I did not know how to cook anything until I was in my last year at CalArts. I read, in The New Yorker, a profile of a chef named Michel Guérard, who was credited with the invention of cuisine minceur, a lean alternative to classical French cooking. Something about his persona appealed to me. He made cooking come to life. Also, although I had no real experience of it, the idea of eating well appealed to my emerging self-image. It animated me. Of course, at that time and for years afterwards, I couldn’t afford to go to restaurants. If I were going to have anything better than what the school cafeteria offered, I would have to learn to cook for myself.
I applied for a job as a kitchen apprentice at the Tarzana Country Club, a place in the San Fernando Valley with a faintly show-biz roster, a few aging female vocalists and their families. In the interview, the chef posed various questions: “When making vegetable soup, do you sauté or roast the vegetables first?” I had no idea, I was transparently ignorant of even the most rudimentary things. Instead of throwing me out, the chef took pity on me. He said, “Okay. I will teach you. Come every day at seven in the morning” Over the course of several months, I learned the basics, enough to be able function in a restaurant kitchen. Many nights I came home with my fingers bandaged from cuts or burns, or both. The chef—Alfred Dobslaw was his name—was German, a very theatrical character. He had come to America to be a dancer. Before every dinner service, carefully knotting the white handkerchief around his neck, he would call out, “Showtime!”

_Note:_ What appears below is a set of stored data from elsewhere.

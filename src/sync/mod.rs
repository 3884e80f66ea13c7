//! Sync engine and orchestration
//!
//! scan seed -> sequence validation -> (full download | coalesce, fetch and
//! reconstruct) -> verify -> commit

pub mod reconstruct;
pub mod verify;

pub use reconstruct::{check_batch, ReconstructStats, Reconstructor};
pub use verify::{create_temp, finish_temp, verify_and_commit};

use crate::cancel::CancelFlag;
use crate::config::Config;
use crate::delta::{BlockHashIndex, BlockMap, LocalScanner, ScanStats};
use crate::error::{Error, Phase, Result};
use crate::local::SeedFile;
use crate::progress::{ProgressSink, NO_PROGRESS};
use crate::recipe::Recipe;
use crate::source::RangeSource;
use std::io::{BufWriter, Write};
use std::path::{Path, PathBuf};
use std::time::{Duration, Instant};

/// Buffer between block writes and the temporary file
const WRITE_BUFFER_SIZE: usize = 1024 * 1024;

/// What a successful synchronization did
#[derive(Debug, Clone, Default, PartialEq)]
pub struct CompletionReport {
    /// Bytes copied from the seed file
    pub bytes_local: u64,
    /// Target bytes obtained from the source
    pub bytes_fetched: u64,
    /// Bytes actually transferred, including protocol overhead and the recipe
    pub bytes_received: u64,
    /// Bytes spent downloading the recipe
    pub recipe_bytes: u64,
    /// Requests issued to the source
    pub range_requests: usize,
    /// Blocks in the target
    pub blocks_total: usize,
    /// Blocks taken from the seed file
    pub blocks_found: usize,
    /// The delta path was skipped in favour of fetching the whole file
    pub full_download: bool,
    /// Where the previous version of the target was kept
    pub backup: Option<PathBuf>,
    /// Wall time of the whole run
    pub elapsed: Duration,
}

impl CompletionReport {
    /// Share of blocks served locally, as a percentage
    pub fn percent_complete(&self) -> f64 {
        if self.blocks_total == 0 {
            return 0.0;
        }
        (self.blocks_found as f64 / self.blocks_total as f64) * 100.0
    }

    /// Transfer overhead relative to the target bytes fetched
    pub fn overhead_percent(&self) -> Option<f64> {
        if self.bytes_fetched == 0 {
            return None;
        }
        let extra = self.bytes_received as f64 - self.bytes_fetched as f64;
        Some(extra / self.bytes_fetched as f64 * 100.0)
    }

    /// Share of the target that did not have to be fetched
    pub fn savings_percent(&self) -> f64 {
        let total = self.bytes_local + self.bytes_fetched;
        if total == 0 {
            return 0.0;
        }
        (self.bytes_local as f64 / total as f64) * 100.0
    }
}

/// The main sync engine
pub struct SyncEngine<'a> {
    /// Description of the target
    recipe: Recipe,
    /// Where missing bytes come from
    source: &'a mut dyn RangeSource,
    /// Configuration
    config: Config,
    /// Progress sink
    progress: &'a dyn ProgressSink,
    /// Checked between scan chunks and blocks
    cancel: CancelFlag,
    /// Already spent on the recipe, counted in the report
    recipe_bytes: u64,
}

impl<'a> SyncEngine<'a> {
    /// Create a new sync engine
    pub fn new(recipe: Recipe, source: &'a mut dyn RangeSource, config: Config) -> Self {
        Self {
            recipe,
            source,
            config,
            progress: &NO_PROGRESS,
            cancel: CancelFlag::new(),
            recipe_bytes: 0,
        }
    }

    pub fn progress(mut self, progress: &'a dyn ProgressSink) -> Self {
        self.progress = progress;
        self
    }

    pub fn cancel(mut self, cancel: CancelFlag) -> Self {
        self.cancel = cancel;
        self
    }

    /// Bytes transferred to obtain the recipe
    pub fn recipe_bytes(mut self, bytes: u64) -> Self {
        self.recipe_bytes = bytes;
        self
    }

    pub fn recipe(&self) -> &Recipe {
        &self.recipe
    }

    fn sequence_validation(&self) -> bool {
        self.config
            .sequence_validation
            .unwrap_or(self.recipe.sequence_validation)
    }

    fn max_ranges(&self) -> usize {
        self.config
            .max_ranges
            .unwrap_or(self.recipe.max_ranges_per_request)
    }

    /// Bring `target` up to date, using `seed` as the local source of blocks
    pub fn run(&mut self, seed: Option<&Path>, target: &Path) -> Result<CompletionReport> {
        let start = Instant::now();
        self.recipe.validate()?;

        let seed = match seed {
            Some(path) => SeedFile::open_if_exists(path).map_err(|e| e.in_phase(Phase::Scan))?,
            None => None,
        }
        .filter(|seed| !seed.is_empty());

        let mut map = BlockMap::new(self.recipe.block_count());
        if let Some(seed) = &seed {
            let stats = self.scan(seed, &mut map).map_err(|e| e.in_phase(Phase::Scan))?;
            let dropped = if self.sequence_validation() {
                map.drop_isolated()
            } else {
                0
            };

            tracing::info!(
                seed = %seed.path().display(),
                scanned = stats.bytes_scanned,
                matched = stats.matches,
                dropped,
                percent = format!("{:.1}%", map.percent_complete()),
                "Scanned seed file"
            );
        }

        let mut report = CompletionReport {
            blocks_total: map.len(),
            blocks_found: map.found_count(),
            ..Default::default()
        };

        let mut temp = create_temp(target).map_err(|e| e.in_phase(Phase::Reconstruct))?;
        let mut writer = BufWriter::with_capacity(WRITE_BUFFER_SIZE, temp.as_file_mut());

        if map.found_count() == 0 {
            tracing::info!(
                target = %target.display(),
                "No usable local data, fetching whole file"
            );
            self.cancel.check()?;
            self.progress.start("download", self.recipe.length);
            let fetched = self
                .source
                .fetch_whole(&mut writer)
                .map_err(|e| e.in_phase(Phase::Fetch))?;
            self.progress.finish();
            report.full_download = true;
            report.bytes_fetched = fetched;
        } else {
            let stats = Reconstructor::new(&self.recipe, &map, seed.as_ref())
                .max_ranges(self.max_ranges())
                .progress(self.progress)
                .cancel(self.cancel.clone())
                .write_to(&mut *self.source, &mut writer)?;
            report.bytes_local = stats.bytes_local;
            report.bytes_fetched = stats.bytes_fetched;
        }

        writer
            .flush()
            .map_err(|e| Error::io("writing temporary file", e).in_phase(Phase::Reconstruct))?;
        drop(writer);

        // Release the seed's lock before it may be renamed away
        drop(seed);

        finish_temp(&mut temp, &self.recipe).map_err(|e| e.in_phase(Phase::Reconstruct))?;
        report.backup = verify_and_commit(temp, &self.recipe, target, &self.config)?;

        report.recipe_bytes = self.recipe_bytes;
        report.bytes_received = self.source.bytes_received() + self.recipe_bytes;
        report.range_requests = self.source.requests();
        report.elapsed = start.elapsed();

        tracing::info!(
            target = %target.display(),
            bytes_local = report.bytes_local,
            bytes_fetched = report.bytes_fetched,
            bytes_received = report.bytes_received,
            recipe_bytes = report.recipe_bytes,
            requests = report.range_requests,
            full_download = report.full_download,
            "Synchronization complete"
        );

        Ok(report)
    }

    fn scan(&self, seed: &SeedFile, map: &mut BlockMap) -> Result<ScanStats> {
        let mut index = BlockHashIndex::new(self.recipe.blocks.iter().cloned());
        LocalScanner::new(&self.recipe)
            .chunk_size(self.config.chunk_size)
            .progress(self.progress)
            .cancel(self.cancel.clone())
            .scan(seed.reader()?, seed.len(), &mut index, map)
    }
}

#[cfg(test)]
mod tests {
    use super::*;

    #[test]
    fn test_report_percentages() {
        let report = CompletionReport {
            bytes_local: 750,
            bytes_fetched: 250,
            bytes_received: 300,
            blocks_total: 4,
            blocks_found: 3,
            ..Default::default()
        };
        assert!((report.percent_complete() - 75.0).abs() < 1e-9);
        assert!((report.savings_percent() - 75.0).abs() < 1e-9);
        assert!((report.overhead_percent().unwrap() - 20.0).abs() < 1e-9);
    }

    #[test]
    fn test_recipe_download_counts_as_overhead() {
        let report = CompletionReport {
            bytes_fetched: 1000,
            bytes_received: 1050,
            recipe_bytes: 50,
            ..Default::default()
        };
        assert!((report.overhead_percent().unwrap() - 5.0).abs() < 1e-9);
    }

    #[test]
    fn test_report_without_fetch() {
        let report = CompletionReport {
            bytes_local: 100,
            blocks_total: 1,
            blocks_found: 1,
            ..Default::default()
        };
        assert!(report.overhead_percent().is_none());
        assert_eq!(report.savings_percent(), 100.0);
    }
}
//! Coalesce missing blocks into byte ranges for batched fetching
//!
//! Adjacent missing blocks are merged into one range. A batch covers at most
//! `max_ranges` blocks, which bounds both its range count and its size in
//! bytes; the caller fetches and applies a batch, then asks for the next one
//! starting at the returned block index.

use super::BlockMap;
use std::fmt;

/// Half-open byte range `[start, end)` of the target file
#[derive(Debug, Clone, Copy, PartialEq, Eq, Hash)]
pub struct DataRange {
    pub start: u64,
    pub end: u64,
}

impl DataRange {
    pub fn new(start: u64, end: u64) -> Self {
        debug_assert!(start <= end);
        Self { start, end }
    }

    /// Length in bytes
    pub fn len(&self) -> u64 {
        self.end - self.start
    }

    pub fn is_empty(&self) -> bool {
        self.start == self.end
    }

    /// Inclusive last byte offset, as used in HTTP `Range` headers
    pub fn last(&self) -> u64 {
        self.end.saturating_sub(1)
    }

    /// `start-last` form used in a `Range: bytes=` header
    pub fn header_spec(&self) -> String {
        format!("{}-{}", self.start, self.last())
    }
}

impl fmt::Display for DataRange {
    fn fmt(&self, f: &mut fmt::Formatter<'_>) -> fmt::Result {
        write!(f, "[{}, {})", self.start, self.end)
    }
}

/// Ranges to fetch in one request
#[derive(Debug, Clone, PartialEq, Eq)]
pub struct RangeBatch {
    /// Ranges in ascending order
    pub ranges: Vec<DataRange>,
    /// Block index the next batch starts from
    pub next: usize,
}

impl RangeBatch {
    /// Check if there is nothing left to fetch
    pub fn is_empty(&self) -> bool {
        self.ranges.is_empty()
    }

    /// Total bytes requested by this batch
    pub fn total_bytes(&self) -> u64 {
        self.ranges.iter().map(DataRange::len).sum()
    }
}

/// Turns runs of missing blocks into bounded batches of byte ranges
#[derive(Debug, Clone, Copy)]
pub struct RangeCoalescer {
    block_size: u64,
    target_len: u64,
    max_ranges: usize,
}

impl RangeCoalescer {
    pub fn new(block_size: usize, target_len: u64, max_ranges: usize) -> Self {
        Self {
            block_size: block_size as u64,
            target_len,
            max_ranges: max_ranges.max(1),
        }
    }

    /// Byte range covering blocks `first..last_exclusive`, clamped to the target
    fn blocks_to_range(&self, first: usize, last_exclusive: usize) -> DataRange {
        let start = first as u64 * self.block_size;
        let end = (last_exclusive as u64 * self.block_size).min(self.target_len);
        DataRange::new(start, end)
    }

    /// Collect the next batch of missing blocks starting at block `from`.
    ///
    /// A batch covers at most `max_ranges` blocks, so it never holds more
    /// than `max_ranges * block_size` bytes. Adjacent missing blocks share a
    /// range; a run longer than what is left of the budget is split and
    /// continues in the next batch. The returned `next` is the block index
    /// the next batch starts from, or the block count when the map is
    /// exhausted.
    pub fn next_batch(&self, map: &BlockMap, from: usize) -> RangeBatch {
        let slots = map.slots();
        let mut ranges = Vec::new();
        let mut budget = self.max_ranges;
        let mut i = from;

        while i < slots.len() && budget > 0 {
            if !slots[i].is_missing() {
                i += 1;
                continue;
            }
            let run_start = i;
            while i < slots.len() && slots[i].is_missing() && budget > 0 {
                i += 1;
                budget -= 1;
            }
            ranges.push(self.blocks_to_range(run_start, i));
        }

        // Skip trailing found blocks so an exhausted map reports completion
        if budget == 0 {
            while i < slots.len() && !slots[i].is_missing() {
                i += 1;
            }
        }

        RangeBatch { ranges, next: i }
    }

    /// All batches needed to fetch every missing block
    pub fn batches<'m>(&self, map: &'m BlockMap) -> impl Iterator<Item = RangeBatch> + 'm {
        let coalescer = *self;
        let mut from = 0;
        std::iter::from_fn(move || {
            let batch = coalescer.next_batch(map, from);
            if batch.is_empty() {
                return None;
            }
            from = batch.next;
            Some(batch)
        })
    }
}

When I moved to New York I had a job in the kitchen of an Italian restaurant on Irving Place. Not fancy, but one with a bit of glamour: Some reputed gangster types were patrons. It was there I realized how much I didn’t know. The cooks were all culinary school graduates, and they saw me as the imposter I was. Unlike Chef Alfred, they did not take pity on me. They were ruthless, giving me the lowliest tasks, and were brutal in their criticisms. That job didn’t last long, although I did have one small triumph. I was at the pasta station one night, when a waiter came in with an order for linguine with clams, one of the signature dishes. He was trembling. “Make it good,” he said, “It’s for the family.” I knew what that meant. I executed the dish as I had been taught. After a while, the waiter came back in, looking relieved. “They loved it,” he said. “They said to give their compliments to the chef.”
Now, many years later, I think of cook-ing as a respite from all the other things I do. I mostly spend my time painting, which even on good days is full of uncertainty and doubt. Sometimes I leave the studio and turn to writing, which is concrete—an antidote to the uncertainty of the studio.
There are some times, though, when even writing is too full of unknowns. Then I go into the kitchen, because cooking requires living in the absolute, knowable present. I feel that here, finally, I know what I’m do-ing. I actually do know how to chop vegetables (thank you, Chef Alfred), and I can experience the satisfaction that comes from making something free from ambiguity.